Photo: ©FAO/Garrido Gamarro
Training workshops for Ukrainian fish inspectors consisted of a mix of classroom sessions and practical, hands-on training.

Fisheries and aquaculture play a significant role in Ukraine’s economy. Marine fisheries in Ukraine are carried out in the Black Sea and Azov Sea. There are 113 different marine fish species in the waters of Ukraine. Of these, 48 are commercially important. Ukraine’s marine fisheries on the Black Sea and the Sea of Azov resulted in a total landing of 32 649 tonnes of fish and 1 668 tonnes of invertebrates in 2015.

Inland fisheries are especially significant. Currently only 37% of inland waters are utilized by commercial fisheries, and there is a much greater potential for inland fisheries production. Similarly, aquaculture has tremendous potential for expansion in this resource rich nation.

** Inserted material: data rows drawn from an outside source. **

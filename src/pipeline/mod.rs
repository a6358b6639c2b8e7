mod controller;
mod scripted;
mod sensor;
mod shared;

use std::time::Duration;

use crossbeam_channel::{Receiver, RecvTimeoutError};

use crate::{config::DetectorSettings, error::TrackingError, types::LandmarkFrame};

// Re-exports for convenience
pub use controller::GestureController;
pub use scripted::{ScriptedDetector, demo_script, fist_hand, open_hand, pinch_hand};
pub use sensor::SensorStage;

/// The external hand tracker. `open` acquires the camera and model and returns
/// the stream of detections; a frame without hands means "no hand this cycle".
pub trait PoseDetector: Send + 'static {
    fn open(
        &mut self,
        settings: &DetectorSettings,
    ) -> Result<Receiver<LandmarkFrame>, TrackingError>;

    /// Releases the camera. Dropping the sender ends the stream.
    fn close(&mut self);
}

/// Waits up to `timeout` for a frame, then drops any stale frames queued behind it.
fn recv_latest_frame(
    frame_rx: &Receiver<LandmarkFrame>,
    timeout: Duration,
) -> Result<LandmarkFrame, RecvTimeoutError> {
    let mut frame = frame_rx.recv_timeout(timeout)?;
    while let Ok(newer) = frame_rx.try_recv() {
        frame = newer;
    }
    Ok(frame)
}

In 2015, a total of 8 600 tonnes of fish, crustaceans, fish products and other aquatic invertebrates were exported from Ukraine with a total value of 17.7 million USD. Ukraine mainly exports fresh fish, chilled fish and canned fish to neighbouring countries; Ukraine exports only 98 tonnes of frozen fish to Europe. Since the European Union and Ukrainian standards for fish safety and fish inspections are currently not harmonized, only a small percentage of Ukrainian fish exporters meeting EU requirements can export into that large neighbouring market.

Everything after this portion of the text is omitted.